### Assignment
Each record that follows must be reproduced exactly.

::::::

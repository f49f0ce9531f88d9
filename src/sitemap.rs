//! The sitemap module resolves a sitemap (or a tree of sitemap indexes) into
//! the flat list of page URLs it describes.

use std::collections::HashSet;
use std::sync::Mutex;

use futures::future::{BoxFuture, FutureExt, try_join_all};
use log::{debug, info};
use quick_xml::Reader;
use quick_xml::events::{BytesStart, Event};

use crate::error::{Result, SlugError};
use crate::http;

/// Crawls sitemap documents and collects the page URLs they list.
///
/// Every call to [`SitemapCrawler::crawl`] starts from empty state, so one
/// crawler can serve any number of crawls, including concurrent ones.
pub struct SitemapCrawler {
    client: reqwest::Client,
    relay: Option<String>,
}

impl Default for SitemapCrawler {
    fn default() -> Self {
        Self {
            client: http::client(),
            relay: None,
        }
    }
}

impl SitemapCrawler {
    pub fn new() -> Self {
        Self::default()
    }

    /// Fetches every sitemap document through a CORS relay prefix such as
    /// `https://corsproxy.io/?`.
    pub fn with_relay(mut self, relay: impl Into<String>) -> Self {
        self.relay = Some(relay.into());
        self
    }

    /// Extracts page URLs from a sitemap.
    ///
    /// Sitemap indexes are followed recursively, children of one index are
    /// fetched in parallel. Each document is fetched at most once, so cyclic
    /// indexes terminate. Page URLs are trimmed and deduplicated by exact string.
    ///
    /// # Arguments
    ///
    /// * `sitemap_url` - The URL of the root sitemap or sitemap index
    ///
    /// # Returns
    ///
    /// The discovered page URLs in first-seen order.
    ///
    /// # Errors
    ///
    /// The whole crawl is aborted, with no partial result, if any document:
    /// * cannot be reached ([`SlugError::Network`])
    /// * answers with a non-success status ([`SlugError::Fetch`])
    /// * is not well-formed XML ([`SlugError::Parse`])
    ///
    /// # Panics
    ///
    /// Panics if a crawl state mutex is poisoned
    pub async fn crawl(&self, sitemap_url: &str) -> Result<Vec<String>> {
        info!("Crawling sitemap {sitemap_url}");

        let state = CrawlState::default();
        self.visit(&state, sitemap_url.to_string()).await?;

        let urls = state.into_urls();
        info!("Found {} URLs in {sitemap_url}", urls.len());
        Ok(urls)
    }

    fn visit<'a>(&'a self, state: &'a CrawlState, document_url: String) -> BoxFuture<'a, Result<()>> {
        async move {
            if !state.mark_visited(&document_url) {
                debug!("Skipping already visited sitemap {document_url}");
                return Ok(());
            }

            let body = self.fetch(&document_url).await?;
            let document = parse_sitemap(&body).map_err(|reason| SlugError::Parse {
                url: document_url.clone(),
                reason,
            })?;

            match document {
                SitemapDocument::Index(children) => {
                    debug!("{document_url} is an index of {} sitemaps", children.len());
                    try_join_all(children.into_iter().map(|child| self.visit(state, child))).await?;
                }
                SitemapDocument::UrlSet(urls) => {
                    debug!("{document_url} lists {} URLs", urls.len());
                    state.add_urls(urls);
                }
                SitemapDocument::Empty => debug!("{document_url} lists nothing"),
            }

            Ok(())
        }
        .boxed()
    }

    async fn fetch(&self, document_url: &str) -> Result<String> {
        let network_error = |source| SlugError::Network {
            url: document_url.to_string(),
            source,
        };

        let response = self
            .client
            .get(http::route(self.relay.as_deref(), document_url))
            .send()
            .await
            .map_err(network_error)?;

        let status = response.status();
        if !status.is_success() {
            return Err(SlugError::Fetch {
                url: document_url.to_string(),
                status: status.as_u16(),
            });
        }

        response.text().await.map_err(network_error)
    }
}

/// Deduplication sets owned by a single crawl.
#[derive(Default)]
struct CrawlState {
    visited: Mutex<HashSet<String>>,
    discovered: Mutex<DiscoveredUrls>,
}

#[derive(Default)]
struct DiscoveredUrls {
    seen: HashSet<String>,
    ordered: Vec<String>,
}

impl CrawlState {
    /// Returns `false` if the document was already visited.
    fn mark_visited(&self, document_url: &str) -> bool {
        self.visited
            .lock()
            .expect("Crawl state mutex poisoned")
            .insert(document_url.to_string())
    }

    fn add_urls(&self, urls: Vec<String>) {
        let mut discovered = self.discovered.lock().expect("Crawl state mutex poisoned");
        for url in urls {
            if discovered.seen.insert(url.clone()) {
                discovered.ordered.push(url);
            }
        }
    }

    fn into_urls(self) -> Vec<String> {
        self.discovered
            .into_inner()
            .expect("Crawl state mutex poisoned")
            .ordered
    }
}

/// What a single sitemap document lists.
#[derive(Debug, PartialEq, Eq)]
pub(crate) enum SitemapDocument {
    /// `<sitemapindex><sitemap><loc>` entries
    Index(Vec<String>),
    /// `<urlset><url><loc>` entries
    UrlSet(Vec<String>),
    Empty,
}

/// Parses a sitemap document, returning the reason when the XML is malformed.
///
/// A document that lists any child sitemap is treated as an index and its page
/// entries, if any, are ignored.
pub(crate) fn parse_sitemap(xml: &str) -> std::result::Result<SitemapDocument, String> {
    let mut reader = Reader::from_str(xml.trim_start_matches('\u{feff}'));
    reader.config_mut().trim_text(true);
    let mut buf = Vec::new();

    let mut open_elements: Vec<String> = Vec::new();
    let mut root_seen = false;
    let mut location: Option<String> = None;
    let mut sitemap_locations = Vec::new();
    let mut url_locations = Vec::new();

    loop {
        match reader.read_event_into(&mut buf) {
            Ok(Event::Start(ref e)) => {
                if open_elements.is_empty() {
                    enter_root(&mut root_seen)?;
                }
                let name = local_name(e);
                if name == "loc" && is_entry(open_elements.last()) {
                    location = Some(String::new());
                }
                open_elements.push(name);
            }
            Ok(Event::Empty(_)) => {
                if open_elements.is_empty() {
                    enter_root(&mut root_seen)?;
                }
            }
            Ok(Event::End(_)) => {
                let name = open_elements
                    .pop()
                    .ok_or_else(|| "closing tag without a matching opening tag".to_string())?;
                if name == "loc"
                    && let Some(text) = location.take()
                {
                    let text = text.trim();
                    if !text.is_empty() {
                        match open_elements.last().map(String::as_str) {
                            Some("sitemap") => sitemap_locations.push(text.to_string()),
                            Some("url") => url_locations.push(text.to_string()),
                            _ => {}
                        }
                    }
                }
            }
            Ok(Event::Text(ref e)) => {
                if open_elements.is_empty() {
                    return Err("text outside of the root element".to_string());
                }
                let text = e.unescape().map_err(|err| err.to_string())?;
                if let Some(location) = location.as_mut() {
                    location.push_str(&text);
                }
            }
            Ok(Event::CData(e)) => {
                if let Some(location) = location.as_mut() {
                    location.push_str(&String::from_utf8_lossy(&e.into_inner()));
                }
            }
            Ok(Event::Eof) => break,
            Err(err) => return Err(err.to_string()),
            _ => {}
        }
        buf.clear();
    }

    if let Some(unclosed) = open_elements.last() {
        return Err(format!("unclosed element <{unclosed}>"));
    }
    if !root_seen {
        return Err("document has no root element".to_string());
    }

    Ok(if !sitemap_locations.is_empty() {
        SitemapDocument::Index(sitemap_locations)
    } else if !url_locations.is_empty() {
        SitemapDocument::UrlSet(url_locations)
    } else {
        SitemapDocument::Empty
    })
}

fn enter_root(root_seen: &mut bool) -> std::result::Result<(), String> {
    if *root_seen {
        return Err("junk after the root element".to_string());
    }
    *root_seen = true;
    Ok(())
}

fn local_name(element: &BytesStart<'_>) -> String {
    String::from_utf8_lossy(element.local_name().as_ref()).into_owned()
}

fn is_entry(parent: Option<&String>) -> bool {
    matches!(parent.map(String::as_str), Some("url" | "sitemap"))
}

::::::

### Worked solution
repository f49f0ce9531f88d9
filename src/sitemap.rs
//! The sitemap module resolves a sitemap (or a tree of sitemap indexes) into
//! the flat list of page URLs it describes.

use std::collections::HashSet;
use std::sync::Mutex;

use futures::future::{BoxFuture, FutureExt, try_join_all};
use log::{debug, info};
use quick_xml::Reader;
use quick_xml::events::{BytesStart, Event};

use crate::error::{Result, SlugError};
use crate::http;

/// Crawls sitemap documents and collects the page URLs they list.
///
/// Every call to [`SitemapCrawler::crawl`] starts from empty state, so one
/// crawler can serve any number of crawls, including concurrent ones.
pub struct SitemapCrawler {
    client: reqwest::Client,
    relay: Option<String>,
}

impl Default for SitemapCrawler {
    fn default() -> Self {
        Self {
            client: http::client(),
            relay: None,
        }
    }
}

impl SitemapCrawler {
    pub fn new() -> Self {
        Self::default()
    }

    /// Fetches every sitemap document through a CORS relay prefix such as
    /// `https://corsproxy.io/?`.
    pub fn with_relay(mut self, relay: impl Into<String>) -> Self {
        self.relay = Some(relay.into());
        self
    }

    /// Extracts page URLs from a sitemap.
    ///
    /// Sitemap indexes are followed recursively, children of one index are
    /// fetched in parallel. Each document is fetched at most once, so cyclic
    /// indexes terminate. Page URLs are trimmed and deduplicated by exact string.
    ///
    /// # Arguments
    ///
    /// * `sitemap_url` - The URL of the root sitemap or sitemap index
    ///
    /// # Returns
    ///
    /// The discovered page URLs in first-seen order.
    ///
    /// # Errors
    ///
    /// The whole crawl is aborted, with no partial result, if any document:
    /// * cannot be reached ([`SlugError::Network`])
    /// * answers with a non-success status ([`SlugError::Fetch`])
    /// * is not well-formed XML ([`SlugError::Parse`])
    ///
    /// # Panics
    ///
    /// Panics if a crawl state mutex is poisoned
    pub async fn crawl(&self, sitemap_url: &str) -> Result<Vec<String>> {
        info!("Crawling sitemap {sitemap_url}");

        let state = CrawlState::default();
        self.visit(&state, sitemap_url.to_string()).await?;

        let urls = state.into_urls();
        info!("Found {} URLs in {sitemap_url}", urls.len());
        Ok(urls)
    }

    fn visit<'a>(&'a self, state: &'a CrawlState, document_url: String) -> BoxFuture<'a, Result<()>> {
        async move {
            if !state.mark_visited(&document_url) {
                debug!("Skipping already visited sitemap {document_url}");
                return Ok(());
            }

            let body = self.fetch(&document_url).await?;
            let document = parse_sitemap(&body).map_err(|reason| SlugError::Parse {
                url: document_url.clone(),
                reason,
            })?;

            match document {
                SitemapDocument::Index(children) => {
                    debug!("{document_url} is an index of {} sitemaps", children.len());
                    try_join_all(children.into_iter().map(|child| self.visit(state, child))).await?;
                }
                SitemapDocument::UrlSet(urls) => {
                    debug!("{document_url} lists {} URLs", urls.len());
                    state.add_urls(urls);
                }
                SitemapDocument::Empty => debug!("{document_url} lists nothing"),
            }

            Ok(())
        }
        .boxed()
    }

    async fn fetch(&self, document_url: &str) -> Result<String> {
        let network_error = |source| SlugError::Network {
            url: document_url.to_string(),
            source,
        };

        let response = self
            .client
            .get(http::route(self.relay.as_deref(), document_url))
            .send()
            .await
            .map_err(network_error)?;

        let status = response.status();
        if !status.is_success() {
            return Err(SlugError::Fetch {
                url: document_url.to_string(),
                status: status.as_u16(),
            });
        }

        response.text().await.map_err(network_error)
    }
}

/// Deduplication sets owned by a single crawl.
#[derive(Default)]
struct CrawlState {
    visited: Mutex<HashSet<String>>,
    discovered: Mutex<DiscoveredUrls>,
}

#[derive(Default)]
struct DiscoveredUrls {
    seen: HashSet<String>,
    ordered: Vec<String>,
}

impl CrawlState {
    /// Returns `false` if the document was already visited.
    fn mark_visited(&self, document_url: &str) -> bool {
        self.visited
            .lock()
            .expect("Crawl state mutex poisoned")
            .insert(document_url.to_string())
    }

    fn add_urls(&self, urls: Vec<String>) {
        let mut discovered = self.discovered.lock().expect("Crawl state mutex poisoned");
        for url in urls {
            if discovered.seen.insert(url.clone()) {
                discovered.ordered.push(url);
            }
        }
    }

    fn into_urls(self) -> Vec<String> {
        self.discovered
            .into_inner()
            .expect("Crawl state mutex poisoned")
            .ordered
    }
}

/// What a single sitemap document lists.
#[derive(Debug, PartialEq, Eq)]
pub(crate) enum SitemapDocument {
    /// `<sitemapindex><sitemap><loc>` entries
    Index(Vec<String>),
    /// `<urlset><url><loc>` entries
    UrlSet(Vec<String>),
    Empty,
}

/// Parses a sitemap document, returning the reason when the XML is malformed.
///
/// A document that lists any child sitemap is treated as an index and its page
/// entries, if any, are ignored.
pub(crate) fn parse_sitemap(xml: &str) -> std::result::Result<SitemapDocument, String> {
    let mut reader = Reader::from_str(xml.trim_start_matches('\u{feff}'));
    reader.config_mut().trim_text(true);
    let mut buf = Vec::new();

    let mut open_elements: Vec<String> = Vec::new();
    let mut root_seen = false;
    let mut location: Option<String> = None;
    let mut sitemap_locations = Vec::new();
    let mut url_locations = Vec::new();

    loop {
        match reader.read_event_into(&mut buf) {
            Ok(Event::Start(ref e)) => {
                if open_elements.is_empty() {
                    enter_root(&mut root_seen)?;
                }
                let name = local_name(e);
                if name == "loc" && is_entry(open_elements.last()) {
                    location = Some(String::new());
                }
                open_elements.push(name);
            }
            Ok(Event::Empty(_)) => {
                if open_elements.is_empty() {
                    enter_root(&mut root_seen)?;
                }
            }
            Ok(Event::End(_)) => {
                let name = open_elements
                    .pop()
                    .ok_or_else(|| "closing tag without a matching opening tag".to_string())?;
                if name == "loc"
                    && let Some(text) = location.take()
                {
                    let text = text.trim();
                    if !text.is_empty() {
                        match open_elements.last().map(String::as_str) {
                            Some("sitemap") => sitemap_locations.push(text.to_string()),
                            Some("url") => url_locations.push(text.to_string()),
                            _ => {}
                        }
                    }
                }
            }
            Ok(Event::Text(ref e)) => {
                if open_elements.is_empty() {
                    return Err("text outside of the root element".to_string());
                }
                let text = e.unescape().map_err(|err| err.to_string())?;
                if let Some(location) = location.as_mut() {
                    location.push_str(&text);
                }
            }
            Ok(Event::CData(e)) => {
                if let Some(location) = location.as_mut() {
                    location.push_str(&String::from_utf8_lossy(&e.into_inner()));
                }
            }
            Ok(Event::Eof) => break,
            Err(err) => return Err(err.to_string()),
            _ => {}
        }
        buf.clear();
    }

    if let Some(unclosed) = open_elements.last() {
        return Err(format!("unclosed element <{unclosed}>"));
    }
    if !root_seen {
        return Err("document has no root element".to_string());
    }

    Ok(if !sitemap_locations.is_empty() {
        SitemapDocument::Index(sitemap_locations)
    } else if !url_locations.is_empty() {
        SitemapDocument::UrlSet(url_locations)
    } else {
        SitemapDocument::Empty
    })
}

fn enter_root(root_seen: &mut bool) -> std::result::Result<(), String> {
    if *root_seen {
        return Err("junk after the root element".to_string());
    }
    *root_seen = true;
    Ok(())
}

fn local_name(element: &BytesStart<'_>) -> String {
    String::from_utf8_lossy(element.local_name().as_ref()).into_owned()
}

fn is_entry(parent: Option<&String>) -> bool {
    matches!(parent.map(String::as_str), Some("url" | "sitemap"))
}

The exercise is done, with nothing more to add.